Les six candidats au poste de secrétaire général des Nations unies participeront jeudi à un débat public à New York, une semaine avant le lancement officiel du processus de sélection du successeur d’Antonio Guterres, dont le mandat s’achève le 31 décembre.
L’ancienne présidente chilienne Michelle Bachelet, l’ex-présidente de l’Assemblée générale Maria Fernanda Espinosa, le directeur général de l’Agence internationale de l’énergie atomique Rafael Grossi, l’économiste costaricienne Rebeca Grynspan, l’ancienne ministre guyanienne Carolyn Rodrigues-Birkett et l’ex-président sénégalais Macky Sall présenteront leurs priorités lors d’un débat de 90 minutes organisé dans la salle de l’Assemblée générale.

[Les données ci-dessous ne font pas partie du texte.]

//! Batched iteration over frame datasets.

use ndarray::{Array3, Array4, Axis};

use crate::error::{DataError, Result};
use crate::product::FrameDataset;

/// A batch of consecutive frames with their label maps.
#[derive(Debug, Clone, PartialEq)]
pub struct FrameBatch {
    /// Frames of shape `(B, H, W, C)`.
    pub frames: Array4<f32>,
    /// Label maps of shape `(B, H, W)`.
    pub annotations: Array3<i64>,
}

impl FrameBatch {
    /// Number of frames in the batch.
    #[must_use]
    pub fn len(&self) -> usize {
        self.frames.len_of(Axis(0))
    }

    /// Check if the batch holds no frame.
    #[must_use]
    pub fn is_empty(&self) -> bool {
        self.len() == 0
    }
}

/// A loader producing [`FrameBatch`]es from a subset of a frame dataset.
///
/// Batches follow the order of the index subset; there is no shuffling.
/// With the batch size set to the series horizon, each batch is one
/// complete time series of frames.
///
/// # Example
///
/// ```rust,ignore
/// use sitsgen_data::{FrameLoader, ProductDataset};
///
/// let dataset = ProductDataset::load("views/0/optical")?;
/// let loader = FrameLoader::builder(&dataset)
///     .batch_size(12)
///     .indices((0..48).collect())
///     .build()?;
///
/// for batch in loader.iter() {
///     let batch = batch?;
/// }
/// ```
pub struct FrameLoader<'a, D: FrameDataset + ?Sized> {
    dataset: &'a D,
    indices: Vec<usize>,
    batch_size: usize,
    drop_last: bool,
}

impl<'a, D: FrameDataset + ?Sized> FrameLoader<'a, D> {
    /// Create a new loader builder.
    #[must_use]
    pub fn builder(dataset: &'a D) -> FrameLoaderBuilder<'a, D> {
        FrameLoaderBuilder::new(dataset)
    }

    /// Get the batch size.
    #[must_use]
    pub fn batch_size(&self) -> usize {
        self.batch_size
    }

    /// Indices of the dataset this loader visits.
    #[must_use]
    pub fn indices(&self) -> &[usize] {
        &self.indices
    }

    /// Get the number of batches.
    #[must_use]
    pub fn n_batches(&self) -> usize {
        let n = self.indices.len();
        if self.drop_last {
            n / self.batch_size
        } else {
            (n + self.batch_size - 1) / self.batch_size
        }
    }

    /// Get the total number of frames.
    #[must_use]
    pub fn len(&self) -> usize {
        self.indices.len()
    }

    /// Check if the loader is empty.
    #[must_use]
    pub fn is_empty(&self) -> bool {
        self.indices.is_empty()
    }

    /// Create an iterator over batches.
    #[must_use]
    pub fn iter(&self) -> FrameLoaderIter<'_, 'a, D> {
        FrameLoaderIter {
            loader: self,
            current_batch: 0,
            n_batches: self.n_batches(),
        }
    }

    /// Drain every batch into memory.
    pub fn collect_batches(&self) -> Result<Vec<FrameBatch>> {
        self.iter().collect()
    }

    fn create_batch(&self, indices: &[usize]) -> Result<FrameBatch> {
        let mut items = indices.iter().map(|&idx| self.dataset.get(idx));
        let (first_frame, first_annotation) = match items.next() {
            Some(item) => item?,
            None => return Err(DataError::EmptyDataset),
        };

        let (h, w, c) = first_frame.dim();
        if first_annotation.dim() != (h, w) {
            return Err(DataError::InvalidShape(format!(
                "annotation {:?} does not match frame {:?}",
                first_annotation.shape(),
                first_frame.shape()
            )));
        }

        let mut frames = Array4::<f32>::zeros((indices.len(), h, w, c));
        let mut annotations = Array3::<i64>::zeros((indices.len(), h, w));
        frames.index_axis_mut(Axis(0), 0).assign(&first_frame);
        annotations.index_axis_mut(Axis(0), 0).assign(&first_annotation);

        for (i, item) in items.enumerate() {
            let (frame, annotation) = item?;
            if frame.dim() != (h, w, c) || annotation.dim() != (h, w) {
                return Err(DataError::InvalidShape(format!(
                    "frame {:?} with annotation {:?} in a batch of {:?} frames",
                    frame.shape(),
                    annotation.shape(),
                    (h, w, c)
                )));
            }
            frames.index_axis_mut(Axis(0), i + 1).assign(&frame);
            annotations.index_axis_mut(Axis(0), i + 1).assign(&annotation);
        }

        Ok(FrameBatch { frames, annotations })
    }
}

/// Builder for [`FrameLoader`].
pub struct FrameLoaderBuilder<'a, D: FrameDataset + ?Sized> {
    dataset: &'a D,
    indices: Option<Vec<usize>>,
    batch_size: usize,
    drop_last: bool,
}

impl<'a, D: FrameDataset + ?Sized> FrameLoaderBuilder<'a, D> {
    /// Create a new builder visiting the whole dataset one frame at a time.
    #[must_use]
    pub fn new(dataset: &'a D) -> Self {
        Self {
            dataset,
            indices: None,
            batch_size: 1,
            drop_last: false,
        }
    }

    /// Set the batch size.
    #[must_use]
    pub fn batch_size(mut self, batch_size: usize) -> Self {
        self.batch_size = batch_size;
        self
    }

    /// Restrict the loader to these dataset indices, visited in order.
    #[must_use]
    pub fn indices(mut self, indices: Vec<usize>) -> Self {
        self.indices = Some(indices);
        self
    }

    /// Enable or disable dropping the last incomplete batch.
    #[must_use]
    pub fn drop_last(mut self, drop_last: bool) -> Self {
        self.drop_last = drop_last;
        self
    }

    /// Build the loader.
    ///
    /// # Errors
    ///
    /// Returns an error if the batch size is zero, the index subset is empty
    /// or an index falls outside the dataset.
    pub fn build(self) -> Result<FrameLoader<'a, D>> {
        if self.batch_size == 0 {
            return Err(DataError::InvalidBatchSize(
                "Batch size must be greater than 0".to_string(),
            ));
        }

        let length = self.dataset.len();
        let indices = self.indices.unwrap_or_else(|| (0..length).collect());
        if indices.is_empty() {
            return Err(DataError::EmptyDataset);
        }
        if let Some(&index) = indices.iter().find(|&&i| i >= length) {
            return Err(DataError::IndexOutOfBounds { index, length });
        }

        Ok(FrameLoader {
            dataset: self.dataset,
            indices,
            batch_size: self.batch_size,
            drop_last: self.drop_last,
        })
    }
}

/// Iterator over batches from a [`FrameLoader`].
pub struct FrameLoaderIter<'l, 'a, D: FrameDataset + ?Sized> {
    loader: &'l FrameLoader<'a, D>,
    current_batch: usize,
    n_batches: usize,
}

impl<'l, 'a, D: FrameDataset + ?Sized> Iterator for FrameLoaderIter<'l, 'a, D> {
    type Item = Result<FrameBatch>;

    fn next(&mut self) -> Option<Self::Item> {
        if self.current_batch >= self.n_batches {
            return None;
        }

        let start = self.current_batch * self.loader.batch_size;
        let end = (start + self.loader.batch_size).min(self.loader.indices.len());
        self.current_batch += 1;

        Some(self.loader.create_batch(&self.loader.indices[start..end]))
    }

    fn size_hint(&self) -> (usize, Option<usize>) {
        let remaining = self.n_batches - self.current_batch;
        (remaining, Some(remaining))
    }
}

impl<'l, 'a, D: FrameDataset + ?Sized> ExactSizeIterator for FrameLoaderIter<'l, 'a, D> {}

La campagne se déroule dans un contexte de crise financière et institutionnelle pour l’ONU, confrontée aux critiques de plusieurs États, notamment des États-Unis, qui réclament une recentralisation de l’organisation sur les questions de paix et de sécurité.
Le 30 juillet, les 15 membres du Conseil de sécurité procéderont à un premier vote indicatif à huis clos. Le candidat retenu devra obtenir au moins neuf voix sans faire l’objet d’un veto des cinq membres permanents – les États-Unis, la Chine, la Russie, la France et le Royaume-Uni – avant que sa nomination ne soit soumise à l’Assemblée générale.
Selon plusieurs diplomates, aucun favori ne se dégage nettement à ce stade, même si Rafael Grossi figure parmi les candidats les plus souvent cités. Plusieurs États souhaitent également qu’une femme accède, pour la première fois, à la tête des Nations unies.